Task to carry out: Each of the entries should be retyped precisely as it appears.

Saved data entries

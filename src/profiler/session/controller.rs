use std::thread;

use tracing::{error, info, instrument};

use crate::profiler::camera::{apply_config, Camera, FrameBuffer};
use crate::profiler::common::error::{ProfilerError, Result};
use crate::profiler::export::{ImageWriter, MatrixWriter, StandardImageWriter, TextMatrixWriter};
use crate::profiler::notify::{Notice, PreviewSink, StatusSink};
use crate::profiler::session::handle::ControlHandle;
use crate::profiler::session::preview::run_preview;
use crate::profiler::session::snapshot::SnapshotPipeline;
use crate::profiler::session::types::{ProfilerConfig, RunSummary, SessionState};

/// Owns the camera and alternates between preview and snapshot until shut down.
pub struct ProfilerController<
    C: Camera,
    D: PreviewSink,
    S: StatusSink,
    I: ImageWriter = StandardImageWriter,
    M: MatrixWriter = TextMatrixWriter,
> {
    camera: C,
    display: D,
    status: S,
    pipeline: SnapshotPipeline<I, M>,
    config: ProfilerConfig,
    control: ControlHandle,
    state: SessionState,
    buffer: FrameBuffer,
    summary: RunSummary,
    auto_snapshot_sent: bool,
}

impl<C: Camera, D: PreviewSink, S: StatusSink> ProfilerController<C, D, S> {
    pub fn new(camera: C, display: D, status: S, config: ProfilerConfig) -> Self {
        let pipeline = SnapshotPipeline::new(&config);
        Self::with_pipeline(camera, display, status, pipeline, config)
    }
}

impl<C, D, S, I, M> ProfilerController<C, D, S, I, M>
where
    C: Camera,
    D: PreviewSink,
    S: StatusSink,
    I: ImageWriter,
    M: MatrixWriter,
{
    pub fn with_pipeline(
        camera: C,
        display: D,
        status: S,
        pipeline: SnapshotPipeline<I, M>,
        config: ProfilerConfig,
    ) -> Self {
        Self {
            camera,
            display,
            status,
            pipeline,
            buffer: FrameBuffer::for_config(&config.preview),
            config,
            control: ControlHandle::new(),
            state: SessionState::Previewing,
            summary: RunSummary::default(),
            auto_snapshot_sent: false,
        }
    }

    /// Replaces the control handle, e.g. with one already given to a console thread.
    pub fn with_control(mut self, control: ControlHandle) -> Self {
        self.control = control;
        self
    }

    pub fn control(&self) -> ControlHandle {
        self.control.clone()
    }

    pub fn request_snapshot(&self) {
        self.control.request_snapshot();
    }

    pub fn request_shutdown(&self) {
        self.control.request_shutdown();
    }

    pub fn state(&self) -> SessionState {
        self.state
    }

    pub fn config(&self) -> &ProfilerConfig {
        &self.config
    }

    pub fn camera(&self) -> &C {
        &self.camera
    }

    pub fn display(&self) -> &D {
        &self.display
    }

    pub fn status(&self) -> &S {
        &self.status
    }

    pub fn pipeline(&self) -> &SnapshotPipeline<I, M> {
        &self.pipeline
    }

    pub fn frame_buffer(&self) -> &FrameBuffer {
        &self.buffer
    }

    pub fn summary(&self) -> RunSummary {
        self.summary
    }

    /// Configures the camera for preview and loops until shutdown, the first snapshot
    /// when `exit_after_snapshot` is set, or a fatal error.
    ///
    /// Crop and export problems are reported through the status sink and preview
    /// resumes. Configuration and acquisition failures end the run.
    #[instrument(skip(self))]
    pub fn run(&mut self) -> Result<RunSummary> {
        if let Err(e) = self.start() {
            return Err(self.fail(e));
        }

        loop {
            self.state = SessionState::Previewing;
            if let Err(e) = self.preview_until_paused() {
                return Err(self.fail(e));
            }

            if self.control.shutdown_requested() {
                info!("Shutdown requested, leaving preview");
                break;
            }

            self.state = SessionState::Capturing;
            self.summary.snapshots += 1;
            let result = self.pipeline.take_snapshot(
                &mut self.camera,
                &mut self.buffer,
                &self.control,
                &mut self.status,
            );
            self.state = SessionState::Previewing;

            match result {
                Ok(report) => self.summary.files_written += report.files_written(),
                Err(e) if !e.is_fatal() => {
                    error!(error = %e, "Snapshot failed");
                    self.status.open(Notice::error(e.to_string()));
                }
                Err(e) => return Err(self.fail(e)),
            }

            if self.config.exit_after_snapshot {
                info!("Snapshot taken, exiting");
                break;
            }
        }

        info!(
            preview_frames = self.summary.preview_frames,
            snapshots = self.summary.snapshots,
            files = self.summary.files_written,
            "Session finished"
        );
        Ok(self.summary)
    }

    fn start(&mut self) -> Result<()> {
        let _span = tracing::info_span!("configure_preview").entered();
        apply_config(&mut self.camera, &self.config.preview)?;
        self.buffer = FrameBuffer::for_config(&self.config.preview);
        if !self.config.warmup.is_zero() {
            thread::sleep(self.config.warmup);
        }
        info!(resolution = %self.config.preview.resolution, "Preview started");
        Ok(())
    }

    fn preview_until_paused(&mut self) -> Result<()> {
        let frames = run_preview(&mut self.camera, &mut self.buffer, &self.control);
        for frame in frames {
            let frame = frame?;
            self.display.show(&frame);
            self.summary.preview_frames += 1;

            let due = self
                .config
                .snapshot_after
                .is_some_and(|after| self.summary.preview_frames >= after);
            if due && !self.auto_snapshot_sent {
                self.auto_snapshot_sent = true;
                self.control.request_snapshot();
            }
        }
        Ok(())
    }

    fn fail(&mut self, e: ProfilerError) -> ProfilerError {
        error!(error = %e, "Profiler stopped");
        self.status.open(Notice::error(e.to_string()));
        e
    }
}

Task output:
filename src/profiler/session/controller.rs
use std::thread;

use tracing::{error, info, instrument};

use crate::profiler::camera::{apply_config, Camera, FrameBuffer};
use crate::profiler::common::error::{ProfilerError, Result};
use crate::profiler::export::{ImageWriter, MatrixWriter, StandardImageWriter, TextMatrixWriter};
use crate::profiler::notify::{Notice, PreviewSink, StatusSink};
use crate::profiler::session::handle::ControlHandle;
use crate::profiler::session::preview::run_preview;
use crate::profiler::session::snapshot::SnapshotPipeline;
use crate::profiler::session::types::{ProfilerConfig, RunSummary, SessionState};

/// Owns the camera and alternates between preview and snapshot until shut down.
pub struct ProfilerController<
    C: Camera,
    D: PreviewSink,
    S: StatusSink,
    I: ImageWriter = StandardImageWriter,
    M: MatrixWriter = TextMatrixWriter,
> {
    camera: C,
    display: D,
    status: S,
    pipeline: SnapshotPipeline<I, M>,
    config: ProfilerConfig,
    control: ControlHandle,
    state: SessionState,
    buffer: FrameBuffer,
    summary: RunSummary,
    auto_snapshot_sent: bool,
}

impl<C: Camera, D: PreviewSink, S: StatusSink> ProfilerController<C, D, S> {
    pub fn new(camera: C, display: D, status: S, config: ProfilerConfig) -> Self {
        let pipeline = SnapshotPipeline::new(&config);
        Self::with_pipeline(camera, display, status, pipeline, config)
    }
}

impl<C, D, S, I, M> ProfilerController<C, D, S, I, M>
where
    C: Camera,
    D: PreviewSink,
    S: StatusSink,
    I: ImageWriter,
    M: MatrixWriter,
{
    pub fn with_pipeline(
        camera: C,
        display: D,
        status: S,
        pipeline: SnapshotPipeline<I, M>,
        config: ProfilerConfig,
    ) -> Self {
        Self {
            camera,
            display,
            status,
            pipeline,
            buffer: FrameBuffer::for_config(&config.preview),
            config,
            control: ControlHandle::new(),
            state: SessionState::Previewing,
            summary: RunSummary::default(),
            auto_snapshot_sent: false,
        }
    }

    /// Replaces the control handle, e.g. with one already given to a console thread.
    pub fn with_control(mut self, control: ControlHandle) -> Self {
        self.control = control;
        self
    }

    pub fn control(&self) -> ControlHandle {
        self.control.clone()
    }

    pub fn request_snapshot(&self) {
        self.control.request_snapshot();
    }

    pub fn request_shutdown(&self) {
        self.control.request_shutdown();
    }

    pub fn state(&self) -> SessionState {
        self.state
    }

    pub fn config(&self) -> &ProfilerConfig {
        &self.config
    }

    pub fn camera(&self) -> &C {
        &self.camera
    }

    pub fn display(&self) -> &D {
        &self.display
    }

    pub fn status(&self) -> &S {
        &self.status
    }

    pub fn pipeline(&self) -> &SnapshotPipeline<I, M> {
        &self.pipeline
    }

    pub fn frame_buffer(&self) -> &FrameBuffer {
        &self.buffer
    }

    pub fn summary(&self) -> RunSummary {
        self.summary
    }

    /// Configures the camera for preview and loops until shutdown, the first snapshot
    /// when `exit_after_snapshot` is set, or a fatal error.
    ///
    /// Crop and export problems are reported through the status sink and preview
    /// resumes. Configuration and acquisition failures end the run.
    #[instrument(skip(self))]
    pub fn run(&mut self) -> Result<RunSummary> {
        if let Err(e) = self.start() {
            return Err(self.fail(e));
        }

        loop {
            self.state = SessionState::Previewing;
            if let Err(e) = self.preview_until_paused() {
                return Err(self.fail(e));
            }

            if self.control.shutdown_requested() {
                info!("Shutdown requested, leaving preview");
                break;
            }

            self.state = SessionState::Capturing;
            self.summary.snapshots += 1;
            let result = self.pipeline.take_snapshot(
                &mut self.camera,
                &mut self.buffer,
                &self.control,
                &mut self.status,
            );
            self.state = SessionState::Previewing;

            match result {
                Ok(report) => self.summary.files_written += report.files_written(),
                Err(e) if !e.is_fatal() => {
                    error!(error = %e, "Snapshot failed");
                    self.status.open(Notice::error(e.to_string()));
                }
                Err(e) => return Err(self.fail(e)),
            }

            if self.config.exit_after_snapshot {
                info!("Snapshot taken, exiting");
                break;
            }
        }

        info!(
            preview_frames = self.summary.preview_frames,
            snapshots = self.summary.snapshots,
            files = self.summary.files_written,
            "Session finished"
        );
        Ok(self.summary)
    }

    fn start(&mut self) -> Result<()> {
        let _span = tracing::info_span!("configure_preview").entered();
        apply_config(&mut self.camera, &self.config.preview)?;
        self.buffer = FrameBuffer::for_config(&self.config.preview);
        if !self.config.warmup.is_zero() {
            thread::sleep(self.config.warmup);
        }
        info!(resolution = %self.config.preview.resolution, "Preview started");
        Ok(())
    }

    fn preview_until_paused(&mut self) -> Result<()> {
        let frames = run_preview(&mut self.camera, &mut self.buffer, &self.control);
        for frame in frames {
            let frame = frame?;
            self.display.show(&frame);
            self.summary.preview_frames += 1;

            let due = self
                .config
                .snapshot_after
                .is_some_and(|after| self.summary.preview_frames >= after);
            if due && !self.auto_snapshot_sent {
                self.auto_snapshot_sent = true;
                self.control.request_snapshot();
            }
        }
        Ok(())
    }

    fn fail(&mut self, e: ProfilerError) -> ProfilerError {
        error!(error = %e, "Profiler stopped");
        self.status.open(Notice::error(e.to_string()));
        e
    }
}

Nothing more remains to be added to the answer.